# [Exercise aim]
In the records, each line holding "explicit" must be reported.

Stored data
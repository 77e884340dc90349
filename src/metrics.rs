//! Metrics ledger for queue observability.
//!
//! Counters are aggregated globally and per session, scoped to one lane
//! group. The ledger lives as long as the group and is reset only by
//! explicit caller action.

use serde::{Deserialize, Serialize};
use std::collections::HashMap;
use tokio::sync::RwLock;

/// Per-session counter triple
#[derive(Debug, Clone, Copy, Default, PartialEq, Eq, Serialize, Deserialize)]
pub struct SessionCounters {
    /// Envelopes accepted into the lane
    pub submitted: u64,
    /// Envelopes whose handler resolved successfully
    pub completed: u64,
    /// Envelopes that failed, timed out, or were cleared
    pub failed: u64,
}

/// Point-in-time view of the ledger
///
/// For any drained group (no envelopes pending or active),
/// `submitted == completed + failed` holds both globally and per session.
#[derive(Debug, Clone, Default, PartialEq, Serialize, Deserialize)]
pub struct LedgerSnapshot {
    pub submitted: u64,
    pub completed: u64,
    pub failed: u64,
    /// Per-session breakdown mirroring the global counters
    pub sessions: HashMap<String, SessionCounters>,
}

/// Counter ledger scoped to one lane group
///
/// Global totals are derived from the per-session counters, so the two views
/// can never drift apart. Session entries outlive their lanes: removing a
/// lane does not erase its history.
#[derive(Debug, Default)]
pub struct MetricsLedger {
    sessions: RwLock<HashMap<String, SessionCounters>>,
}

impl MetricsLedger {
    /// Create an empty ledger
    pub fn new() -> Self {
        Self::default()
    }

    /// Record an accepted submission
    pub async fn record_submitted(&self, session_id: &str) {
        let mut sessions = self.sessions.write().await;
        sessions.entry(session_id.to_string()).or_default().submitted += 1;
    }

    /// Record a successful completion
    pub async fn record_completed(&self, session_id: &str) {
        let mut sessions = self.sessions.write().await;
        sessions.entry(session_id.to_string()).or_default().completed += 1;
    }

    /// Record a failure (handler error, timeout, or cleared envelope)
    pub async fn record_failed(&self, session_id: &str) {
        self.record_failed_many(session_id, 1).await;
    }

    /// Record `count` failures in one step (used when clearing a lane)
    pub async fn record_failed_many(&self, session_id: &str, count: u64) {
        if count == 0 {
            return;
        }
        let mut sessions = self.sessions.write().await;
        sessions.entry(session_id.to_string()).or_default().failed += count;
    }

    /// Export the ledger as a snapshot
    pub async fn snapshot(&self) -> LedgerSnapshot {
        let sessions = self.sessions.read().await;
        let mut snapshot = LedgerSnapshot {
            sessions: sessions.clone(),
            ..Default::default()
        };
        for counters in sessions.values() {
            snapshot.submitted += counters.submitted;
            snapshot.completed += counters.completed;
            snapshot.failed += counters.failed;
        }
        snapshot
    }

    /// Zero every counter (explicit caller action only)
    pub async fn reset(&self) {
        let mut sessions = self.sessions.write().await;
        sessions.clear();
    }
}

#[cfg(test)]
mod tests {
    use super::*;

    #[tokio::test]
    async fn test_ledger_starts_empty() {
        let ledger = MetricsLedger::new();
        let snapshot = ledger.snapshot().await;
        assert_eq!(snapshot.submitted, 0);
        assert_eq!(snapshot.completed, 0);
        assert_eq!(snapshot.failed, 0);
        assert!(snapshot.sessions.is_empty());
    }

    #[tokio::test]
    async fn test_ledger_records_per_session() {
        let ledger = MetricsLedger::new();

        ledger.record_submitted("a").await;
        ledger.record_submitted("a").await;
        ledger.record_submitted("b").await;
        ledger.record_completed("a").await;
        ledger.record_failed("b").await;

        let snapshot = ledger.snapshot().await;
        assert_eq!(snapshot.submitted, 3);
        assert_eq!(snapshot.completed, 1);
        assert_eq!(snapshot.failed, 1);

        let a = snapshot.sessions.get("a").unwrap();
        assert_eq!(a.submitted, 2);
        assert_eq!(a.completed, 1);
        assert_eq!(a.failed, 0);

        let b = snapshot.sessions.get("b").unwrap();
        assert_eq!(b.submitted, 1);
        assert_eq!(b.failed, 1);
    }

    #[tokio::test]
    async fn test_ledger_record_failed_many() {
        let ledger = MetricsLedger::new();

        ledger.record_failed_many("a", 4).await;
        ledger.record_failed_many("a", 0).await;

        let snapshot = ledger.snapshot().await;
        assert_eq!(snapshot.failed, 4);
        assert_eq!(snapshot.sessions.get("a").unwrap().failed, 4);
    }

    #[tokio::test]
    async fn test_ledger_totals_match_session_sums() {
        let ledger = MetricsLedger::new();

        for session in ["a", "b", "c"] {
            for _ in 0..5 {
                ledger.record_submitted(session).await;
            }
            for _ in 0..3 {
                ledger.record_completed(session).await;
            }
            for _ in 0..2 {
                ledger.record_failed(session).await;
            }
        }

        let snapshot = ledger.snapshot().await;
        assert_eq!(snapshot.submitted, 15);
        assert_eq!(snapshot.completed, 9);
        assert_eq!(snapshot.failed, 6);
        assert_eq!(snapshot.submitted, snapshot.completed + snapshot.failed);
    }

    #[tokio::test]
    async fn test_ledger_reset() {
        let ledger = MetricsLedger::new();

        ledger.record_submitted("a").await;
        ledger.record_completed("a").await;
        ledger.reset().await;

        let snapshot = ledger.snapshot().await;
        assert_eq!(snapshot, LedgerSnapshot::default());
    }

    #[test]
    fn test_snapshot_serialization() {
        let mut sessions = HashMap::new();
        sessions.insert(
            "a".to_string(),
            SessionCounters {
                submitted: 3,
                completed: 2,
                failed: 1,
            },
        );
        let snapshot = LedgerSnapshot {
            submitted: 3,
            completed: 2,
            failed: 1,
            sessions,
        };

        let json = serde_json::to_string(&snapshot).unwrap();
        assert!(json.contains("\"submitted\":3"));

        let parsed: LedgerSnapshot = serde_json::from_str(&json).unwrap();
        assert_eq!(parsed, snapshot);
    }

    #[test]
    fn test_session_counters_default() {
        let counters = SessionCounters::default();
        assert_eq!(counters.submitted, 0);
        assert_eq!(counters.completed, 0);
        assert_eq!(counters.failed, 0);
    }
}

...

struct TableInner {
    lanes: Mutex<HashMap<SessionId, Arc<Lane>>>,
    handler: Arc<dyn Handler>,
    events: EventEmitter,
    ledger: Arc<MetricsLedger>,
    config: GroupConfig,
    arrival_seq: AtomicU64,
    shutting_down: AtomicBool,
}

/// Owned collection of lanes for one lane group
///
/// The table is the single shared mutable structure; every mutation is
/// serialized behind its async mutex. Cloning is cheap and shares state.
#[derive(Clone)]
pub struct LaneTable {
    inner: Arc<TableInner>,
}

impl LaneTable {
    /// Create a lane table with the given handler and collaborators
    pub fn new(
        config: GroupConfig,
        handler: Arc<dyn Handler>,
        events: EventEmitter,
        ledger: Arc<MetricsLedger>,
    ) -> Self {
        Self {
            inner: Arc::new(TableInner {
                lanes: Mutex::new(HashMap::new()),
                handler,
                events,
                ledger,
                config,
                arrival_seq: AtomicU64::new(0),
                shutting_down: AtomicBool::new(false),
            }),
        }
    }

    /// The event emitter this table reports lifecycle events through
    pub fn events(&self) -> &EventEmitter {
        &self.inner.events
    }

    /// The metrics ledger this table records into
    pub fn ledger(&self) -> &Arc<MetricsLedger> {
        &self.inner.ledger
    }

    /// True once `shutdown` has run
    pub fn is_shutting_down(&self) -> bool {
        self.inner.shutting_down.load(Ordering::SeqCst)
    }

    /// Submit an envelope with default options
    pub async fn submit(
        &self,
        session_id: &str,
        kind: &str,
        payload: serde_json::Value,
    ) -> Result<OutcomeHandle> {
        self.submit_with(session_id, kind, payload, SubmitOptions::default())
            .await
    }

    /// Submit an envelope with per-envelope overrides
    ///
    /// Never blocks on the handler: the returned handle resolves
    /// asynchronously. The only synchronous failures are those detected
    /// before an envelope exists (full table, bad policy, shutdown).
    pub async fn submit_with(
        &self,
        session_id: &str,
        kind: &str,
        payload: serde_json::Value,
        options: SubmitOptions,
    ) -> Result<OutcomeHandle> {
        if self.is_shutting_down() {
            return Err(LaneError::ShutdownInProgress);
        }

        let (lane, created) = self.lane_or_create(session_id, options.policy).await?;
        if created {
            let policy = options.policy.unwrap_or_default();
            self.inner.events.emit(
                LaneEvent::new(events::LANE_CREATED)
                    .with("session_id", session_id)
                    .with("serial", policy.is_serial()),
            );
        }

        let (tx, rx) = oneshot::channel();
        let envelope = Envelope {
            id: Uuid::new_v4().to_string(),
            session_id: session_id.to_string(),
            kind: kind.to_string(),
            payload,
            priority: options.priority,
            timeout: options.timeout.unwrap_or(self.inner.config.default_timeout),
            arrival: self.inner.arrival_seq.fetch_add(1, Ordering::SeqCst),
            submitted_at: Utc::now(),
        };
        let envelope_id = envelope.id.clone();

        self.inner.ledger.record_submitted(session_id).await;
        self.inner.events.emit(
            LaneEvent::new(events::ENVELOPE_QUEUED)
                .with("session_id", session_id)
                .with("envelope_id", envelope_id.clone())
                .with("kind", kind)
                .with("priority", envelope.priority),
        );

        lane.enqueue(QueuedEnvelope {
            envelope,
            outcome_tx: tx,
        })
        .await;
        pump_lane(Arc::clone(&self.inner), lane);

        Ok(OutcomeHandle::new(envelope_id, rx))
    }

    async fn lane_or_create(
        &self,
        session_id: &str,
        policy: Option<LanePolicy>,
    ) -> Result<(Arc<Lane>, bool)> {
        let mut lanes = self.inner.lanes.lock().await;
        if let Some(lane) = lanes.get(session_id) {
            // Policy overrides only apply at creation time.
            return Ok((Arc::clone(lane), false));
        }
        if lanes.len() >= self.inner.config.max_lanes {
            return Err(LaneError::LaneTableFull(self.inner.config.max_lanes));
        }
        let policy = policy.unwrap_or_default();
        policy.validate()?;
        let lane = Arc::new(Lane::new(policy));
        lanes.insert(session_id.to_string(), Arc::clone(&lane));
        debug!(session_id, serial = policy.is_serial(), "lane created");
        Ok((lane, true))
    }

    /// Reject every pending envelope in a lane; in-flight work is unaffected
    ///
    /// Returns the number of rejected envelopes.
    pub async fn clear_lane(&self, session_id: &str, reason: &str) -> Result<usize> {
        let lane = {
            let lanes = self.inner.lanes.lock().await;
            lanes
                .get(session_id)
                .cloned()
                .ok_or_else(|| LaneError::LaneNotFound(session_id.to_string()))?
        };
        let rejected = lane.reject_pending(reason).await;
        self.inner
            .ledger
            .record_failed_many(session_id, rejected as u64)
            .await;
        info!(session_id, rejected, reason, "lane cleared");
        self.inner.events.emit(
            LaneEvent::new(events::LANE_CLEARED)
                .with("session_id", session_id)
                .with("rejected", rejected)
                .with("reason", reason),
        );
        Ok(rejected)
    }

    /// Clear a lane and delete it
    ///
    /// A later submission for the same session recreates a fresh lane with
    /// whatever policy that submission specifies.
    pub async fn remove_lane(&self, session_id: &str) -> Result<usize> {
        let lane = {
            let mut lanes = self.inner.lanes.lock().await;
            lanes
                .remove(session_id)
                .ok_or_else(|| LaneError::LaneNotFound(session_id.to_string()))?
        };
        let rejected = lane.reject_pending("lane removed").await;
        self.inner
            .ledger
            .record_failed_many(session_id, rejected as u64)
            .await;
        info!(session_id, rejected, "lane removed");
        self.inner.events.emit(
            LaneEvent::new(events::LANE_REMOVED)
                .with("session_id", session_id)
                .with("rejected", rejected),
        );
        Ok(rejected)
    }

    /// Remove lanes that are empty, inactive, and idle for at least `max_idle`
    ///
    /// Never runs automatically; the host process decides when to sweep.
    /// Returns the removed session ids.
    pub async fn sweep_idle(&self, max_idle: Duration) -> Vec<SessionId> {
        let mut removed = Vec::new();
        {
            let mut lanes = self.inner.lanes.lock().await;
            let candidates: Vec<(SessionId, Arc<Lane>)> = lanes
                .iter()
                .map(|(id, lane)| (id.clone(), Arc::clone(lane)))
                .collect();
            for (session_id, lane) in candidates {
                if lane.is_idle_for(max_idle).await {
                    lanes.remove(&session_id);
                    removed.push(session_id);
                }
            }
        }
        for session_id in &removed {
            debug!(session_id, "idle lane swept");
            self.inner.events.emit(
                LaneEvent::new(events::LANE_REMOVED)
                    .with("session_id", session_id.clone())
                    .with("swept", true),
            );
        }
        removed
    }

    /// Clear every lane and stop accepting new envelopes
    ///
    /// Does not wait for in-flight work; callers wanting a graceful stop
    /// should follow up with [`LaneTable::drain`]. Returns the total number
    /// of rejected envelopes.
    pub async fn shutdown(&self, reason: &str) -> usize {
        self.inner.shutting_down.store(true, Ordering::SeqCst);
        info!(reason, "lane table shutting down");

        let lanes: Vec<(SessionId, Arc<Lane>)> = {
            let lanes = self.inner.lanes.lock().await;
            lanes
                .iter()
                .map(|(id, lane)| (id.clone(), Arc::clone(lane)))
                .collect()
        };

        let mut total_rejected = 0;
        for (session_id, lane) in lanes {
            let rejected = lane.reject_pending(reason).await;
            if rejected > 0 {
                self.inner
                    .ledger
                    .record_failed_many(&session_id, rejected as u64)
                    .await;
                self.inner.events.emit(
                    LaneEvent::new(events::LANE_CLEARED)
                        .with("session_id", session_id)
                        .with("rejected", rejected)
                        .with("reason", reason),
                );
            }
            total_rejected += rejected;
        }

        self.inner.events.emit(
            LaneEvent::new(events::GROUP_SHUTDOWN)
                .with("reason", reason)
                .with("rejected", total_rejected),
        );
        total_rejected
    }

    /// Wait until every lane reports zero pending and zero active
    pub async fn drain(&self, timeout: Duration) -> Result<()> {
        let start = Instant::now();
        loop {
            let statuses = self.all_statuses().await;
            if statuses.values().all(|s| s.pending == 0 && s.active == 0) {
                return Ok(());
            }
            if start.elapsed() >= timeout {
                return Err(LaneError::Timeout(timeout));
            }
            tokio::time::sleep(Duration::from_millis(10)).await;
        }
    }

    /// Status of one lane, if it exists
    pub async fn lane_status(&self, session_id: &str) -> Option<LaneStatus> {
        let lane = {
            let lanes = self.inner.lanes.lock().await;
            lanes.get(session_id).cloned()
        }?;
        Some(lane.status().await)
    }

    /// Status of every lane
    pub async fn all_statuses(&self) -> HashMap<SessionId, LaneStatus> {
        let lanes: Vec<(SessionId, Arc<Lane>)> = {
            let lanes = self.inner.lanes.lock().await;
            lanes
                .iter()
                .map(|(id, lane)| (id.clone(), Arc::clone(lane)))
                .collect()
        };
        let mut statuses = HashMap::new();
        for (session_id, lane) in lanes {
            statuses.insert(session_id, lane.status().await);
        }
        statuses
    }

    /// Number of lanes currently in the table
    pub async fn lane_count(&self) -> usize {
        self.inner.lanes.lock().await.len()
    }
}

...

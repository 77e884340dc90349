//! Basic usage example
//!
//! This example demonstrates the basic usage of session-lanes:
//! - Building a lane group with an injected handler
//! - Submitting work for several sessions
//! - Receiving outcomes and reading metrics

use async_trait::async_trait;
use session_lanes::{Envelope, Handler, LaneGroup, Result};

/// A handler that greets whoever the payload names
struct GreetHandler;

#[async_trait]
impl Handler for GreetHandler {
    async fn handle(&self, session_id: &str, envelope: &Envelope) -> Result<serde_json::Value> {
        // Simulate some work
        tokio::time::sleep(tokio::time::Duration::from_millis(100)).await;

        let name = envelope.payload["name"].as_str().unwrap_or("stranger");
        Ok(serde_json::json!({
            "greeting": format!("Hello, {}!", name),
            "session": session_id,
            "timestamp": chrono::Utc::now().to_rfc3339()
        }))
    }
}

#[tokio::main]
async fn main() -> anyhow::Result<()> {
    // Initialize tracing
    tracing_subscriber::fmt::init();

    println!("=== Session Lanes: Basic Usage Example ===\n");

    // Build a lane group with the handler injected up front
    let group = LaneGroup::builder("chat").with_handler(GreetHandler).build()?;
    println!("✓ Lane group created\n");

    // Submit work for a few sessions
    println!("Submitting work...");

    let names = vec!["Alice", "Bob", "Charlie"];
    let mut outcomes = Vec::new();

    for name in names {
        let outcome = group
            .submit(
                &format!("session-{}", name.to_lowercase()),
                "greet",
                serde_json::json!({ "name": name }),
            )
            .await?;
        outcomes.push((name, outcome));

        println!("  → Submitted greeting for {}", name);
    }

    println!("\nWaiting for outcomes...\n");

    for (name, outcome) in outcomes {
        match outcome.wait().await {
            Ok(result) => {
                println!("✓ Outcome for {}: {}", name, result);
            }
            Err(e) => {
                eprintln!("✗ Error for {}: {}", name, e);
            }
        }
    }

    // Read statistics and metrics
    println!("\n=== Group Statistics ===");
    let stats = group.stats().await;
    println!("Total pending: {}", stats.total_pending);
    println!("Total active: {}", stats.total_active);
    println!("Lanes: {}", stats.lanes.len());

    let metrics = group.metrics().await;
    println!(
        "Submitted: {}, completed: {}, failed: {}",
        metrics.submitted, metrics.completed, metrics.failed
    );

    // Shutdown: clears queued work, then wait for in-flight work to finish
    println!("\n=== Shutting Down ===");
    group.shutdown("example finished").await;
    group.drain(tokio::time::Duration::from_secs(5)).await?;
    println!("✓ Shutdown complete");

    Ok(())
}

# [Response]
//! explicit caller action.
    /// Zero every counter (explicit caller action only)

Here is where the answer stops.